ASSIGNED TASK → Since only the total matters, count the lines of these entries containing the word "payroll" and write that total alone.

Records excerpted from a collection →
-- Opening Marker --

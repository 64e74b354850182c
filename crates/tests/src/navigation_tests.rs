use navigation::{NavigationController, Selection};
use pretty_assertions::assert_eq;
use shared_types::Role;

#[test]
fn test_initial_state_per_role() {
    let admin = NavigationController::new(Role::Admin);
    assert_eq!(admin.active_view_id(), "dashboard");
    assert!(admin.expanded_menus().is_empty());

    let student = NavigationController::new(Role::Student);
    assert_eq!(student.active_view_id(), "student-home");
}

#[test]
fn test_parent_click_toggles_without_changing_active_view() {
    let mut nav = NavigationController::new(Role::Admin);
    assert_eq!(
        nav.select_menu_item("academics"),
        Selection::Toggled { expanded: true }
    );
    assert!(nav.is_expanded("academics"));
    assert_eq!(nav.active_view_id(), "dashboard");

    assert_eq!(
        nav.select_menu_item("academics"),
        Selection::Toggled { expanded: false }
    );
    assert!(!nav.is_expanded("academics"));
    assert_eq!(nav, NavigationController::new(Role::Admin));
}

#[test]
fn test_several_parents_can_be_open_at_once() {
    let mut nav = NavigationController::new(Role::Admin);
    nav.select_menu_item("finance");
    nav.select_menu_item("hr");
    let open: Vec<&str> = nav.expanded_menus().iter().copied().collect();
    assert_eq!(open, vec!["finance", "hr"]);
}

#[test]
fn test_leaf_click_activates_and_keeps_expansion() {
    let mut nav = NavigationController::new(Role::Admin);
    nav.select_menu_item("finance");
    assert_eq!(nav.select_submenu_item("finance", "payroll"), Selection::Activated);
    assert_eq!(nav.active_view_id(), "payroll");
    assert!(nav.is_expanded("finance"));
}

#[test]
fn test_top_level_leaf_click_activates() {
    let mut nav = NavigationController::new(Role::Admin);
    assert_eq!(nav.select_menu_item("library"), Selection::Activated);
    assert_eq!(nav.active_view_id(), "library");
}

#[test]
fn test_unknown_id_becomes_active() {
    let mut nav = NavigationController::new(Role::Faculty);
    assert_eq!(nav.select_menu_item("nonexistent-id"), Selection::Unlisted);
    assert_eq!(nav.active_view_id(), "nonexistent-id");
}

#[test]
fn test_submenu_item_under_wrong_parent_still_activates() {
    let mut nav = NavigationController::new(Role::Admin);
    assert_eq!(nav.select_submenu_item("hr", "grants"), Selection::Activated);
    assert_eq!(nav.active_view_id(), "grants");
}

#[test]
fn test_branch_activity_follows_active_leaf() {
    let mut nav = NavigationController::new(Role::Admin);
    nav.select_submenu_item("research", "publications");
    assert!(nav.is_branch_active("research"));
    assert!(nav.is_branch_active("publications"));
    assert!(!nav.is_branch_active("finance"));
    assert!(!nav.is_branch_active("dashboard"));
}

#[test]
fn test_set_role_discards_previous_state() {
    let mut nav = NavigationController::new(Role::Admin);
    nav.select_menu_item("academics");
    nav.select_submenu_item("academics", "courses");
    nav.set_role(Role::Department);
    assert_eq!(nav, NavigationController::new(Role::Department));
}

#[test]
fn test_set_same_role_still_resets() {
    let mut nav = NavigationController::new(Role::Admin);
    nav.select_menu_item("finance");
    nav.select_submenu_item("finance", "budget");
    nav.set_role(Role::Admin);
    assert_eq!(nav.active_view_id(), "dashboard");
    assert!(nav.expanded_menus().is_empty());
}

-- Closing Marker --
-- Opening Marker --

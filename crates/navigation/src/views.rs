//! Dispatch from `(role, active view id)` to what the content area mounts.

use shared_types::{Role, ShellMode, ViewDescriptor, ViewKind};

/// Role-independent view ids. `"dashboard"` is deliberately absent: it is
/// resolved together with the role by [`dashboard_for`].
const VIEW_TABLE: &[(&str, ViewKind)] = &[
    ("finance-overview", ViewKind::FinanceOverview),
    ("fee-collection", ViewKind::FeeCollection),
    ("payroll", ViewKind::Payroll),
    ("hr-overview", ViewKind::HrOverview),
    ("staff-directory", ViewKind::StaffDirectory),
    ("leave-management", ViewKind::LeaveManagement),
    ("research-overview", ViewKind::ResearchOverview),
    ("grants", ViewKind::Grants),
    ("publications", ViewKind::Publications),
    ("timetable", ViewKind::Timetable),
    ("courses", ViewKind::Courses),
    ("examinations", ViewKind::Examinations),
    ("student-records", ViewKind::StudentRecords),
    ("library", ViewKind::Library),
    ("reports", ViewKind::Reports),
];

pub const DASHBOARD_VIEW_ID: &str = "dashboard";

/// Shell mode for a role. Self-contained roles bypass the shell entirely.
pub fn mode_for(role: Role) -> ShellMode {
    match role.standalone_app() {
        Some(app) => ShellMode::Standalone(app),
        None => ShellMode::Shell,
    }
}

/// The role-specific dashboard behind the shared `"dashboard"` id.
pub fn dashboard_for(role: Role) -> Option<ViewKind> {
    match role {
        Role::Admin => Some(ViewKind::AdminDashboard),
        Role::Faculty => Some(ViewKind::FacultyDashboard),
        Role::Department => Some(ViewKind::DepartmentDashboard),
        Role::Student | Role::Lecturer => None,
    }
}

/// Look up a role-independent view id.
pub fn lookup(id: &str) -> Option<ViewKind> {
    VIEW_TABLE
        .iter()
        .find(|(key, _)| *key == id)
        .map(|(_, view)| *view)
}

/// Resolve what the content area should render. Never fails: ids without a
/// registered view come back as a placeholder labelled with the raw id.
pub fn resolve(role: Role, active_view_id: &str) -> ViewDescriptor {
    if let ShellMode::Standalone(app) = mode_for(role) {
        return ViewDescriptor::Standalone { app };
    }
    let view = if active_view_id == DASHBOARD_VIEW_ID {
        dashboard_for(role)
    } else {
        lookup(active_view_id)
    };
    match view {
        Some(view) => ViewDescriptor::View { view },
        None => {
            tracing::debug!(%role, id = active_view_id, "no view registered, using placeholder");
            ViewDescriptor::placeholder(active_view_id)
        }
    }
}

-- Closing Marker --
-- Opening Marker --

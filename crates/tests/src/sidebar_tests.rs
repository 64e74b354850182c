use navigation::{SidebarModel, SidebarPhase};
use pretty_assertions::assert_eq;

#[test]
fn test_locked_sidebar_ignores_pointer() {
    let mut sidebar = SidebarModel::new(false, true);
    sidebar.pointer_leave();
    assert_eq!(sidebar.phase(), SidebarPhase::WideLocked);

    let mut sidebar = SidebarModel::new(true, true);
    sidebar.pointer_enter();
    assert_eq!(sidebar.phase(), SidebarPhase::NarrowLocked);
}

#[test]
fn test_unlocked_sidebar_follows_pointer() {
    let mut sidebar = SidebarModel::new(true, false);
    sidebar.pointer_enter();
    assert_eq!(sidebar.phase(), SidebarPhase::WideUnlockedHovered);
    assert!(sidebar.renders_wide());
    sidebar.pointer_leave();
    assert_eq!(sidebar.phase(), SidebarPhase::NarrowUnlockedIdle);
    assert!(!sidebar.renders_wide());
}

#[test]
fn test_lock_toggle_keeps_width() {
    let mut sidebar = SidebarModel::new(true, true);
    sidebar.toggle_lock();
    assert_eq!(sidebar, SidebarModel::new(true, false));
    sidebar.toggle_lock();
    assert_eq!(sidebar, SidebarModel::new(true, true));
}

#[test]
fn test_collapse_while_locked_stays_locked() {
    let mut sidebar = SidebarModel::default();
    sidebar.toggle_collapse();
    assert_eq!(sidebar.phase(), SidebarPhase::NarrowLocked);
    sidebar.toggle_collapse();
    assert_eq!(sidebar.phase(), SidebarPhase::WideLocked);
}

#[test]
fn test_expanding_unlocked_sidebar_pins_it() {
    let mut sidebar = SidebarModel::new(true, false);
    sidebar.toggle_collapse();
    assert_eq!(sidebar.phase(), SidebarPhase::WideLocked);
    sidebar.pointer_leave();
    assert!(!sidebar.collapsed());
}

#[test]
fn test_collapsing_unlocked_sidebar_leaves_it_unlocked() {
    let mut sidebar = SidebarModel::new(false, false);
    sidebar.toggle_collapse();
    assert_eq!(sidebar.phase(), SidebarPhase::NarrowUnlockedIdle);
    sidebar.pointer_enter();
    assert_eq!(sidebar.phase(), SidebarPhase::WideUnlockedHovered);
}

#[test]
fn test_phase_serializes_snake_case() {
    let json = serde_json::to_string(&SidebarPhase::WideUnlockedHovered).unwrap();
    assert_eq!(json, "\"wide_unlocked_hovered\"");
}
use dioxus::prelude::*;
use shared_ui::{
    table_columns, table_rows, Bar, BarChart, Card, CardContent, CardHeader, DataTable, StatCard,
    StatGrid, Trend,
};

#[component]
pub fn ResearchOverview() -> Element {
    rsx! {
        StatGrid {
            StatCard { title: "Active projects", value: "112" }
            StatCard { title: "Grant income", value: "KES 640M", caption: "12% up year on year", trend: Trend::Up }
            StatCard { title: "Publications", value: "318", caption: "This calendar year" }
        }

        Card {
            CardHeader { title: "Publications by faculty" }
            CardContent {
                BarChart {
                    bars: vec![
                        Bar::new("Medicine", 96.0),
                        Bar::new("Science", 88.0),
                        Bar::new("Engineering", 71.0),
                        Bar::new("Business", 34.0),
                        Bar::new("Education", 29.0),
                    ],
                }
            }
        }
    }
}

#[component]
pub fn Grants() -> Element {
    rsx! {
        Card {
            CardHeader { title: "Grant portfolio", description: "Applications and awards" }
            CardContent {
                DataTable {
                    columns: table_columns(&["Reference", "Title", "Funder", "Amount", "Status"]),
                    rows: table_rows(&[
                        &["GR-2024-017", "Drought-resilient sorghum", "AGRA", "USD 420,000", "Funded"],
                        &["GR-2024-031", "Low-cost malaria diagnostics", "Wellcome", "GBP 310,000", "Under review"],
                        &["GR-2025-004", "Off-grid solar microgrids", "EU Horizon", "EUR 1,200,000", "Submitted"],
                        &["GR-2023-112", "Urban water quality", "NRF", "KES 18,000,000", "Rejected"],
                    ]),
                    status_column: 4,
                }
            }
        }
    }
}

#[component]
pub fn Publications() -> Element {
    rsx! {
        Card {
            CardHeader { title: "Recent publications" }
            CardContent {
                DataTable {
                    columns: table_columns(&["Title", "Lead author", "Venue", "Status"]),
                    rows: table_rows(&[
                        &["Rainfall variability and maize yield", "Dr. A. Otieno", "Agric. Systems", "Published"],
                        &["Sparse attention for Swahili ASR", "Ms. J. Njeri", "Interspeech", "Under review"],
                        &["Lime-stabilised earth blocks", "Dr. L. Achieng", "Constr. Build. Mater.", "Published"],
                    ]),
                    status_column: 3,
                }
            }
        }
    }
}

-- Closing Marker --

THE COMPLETED TASK → 3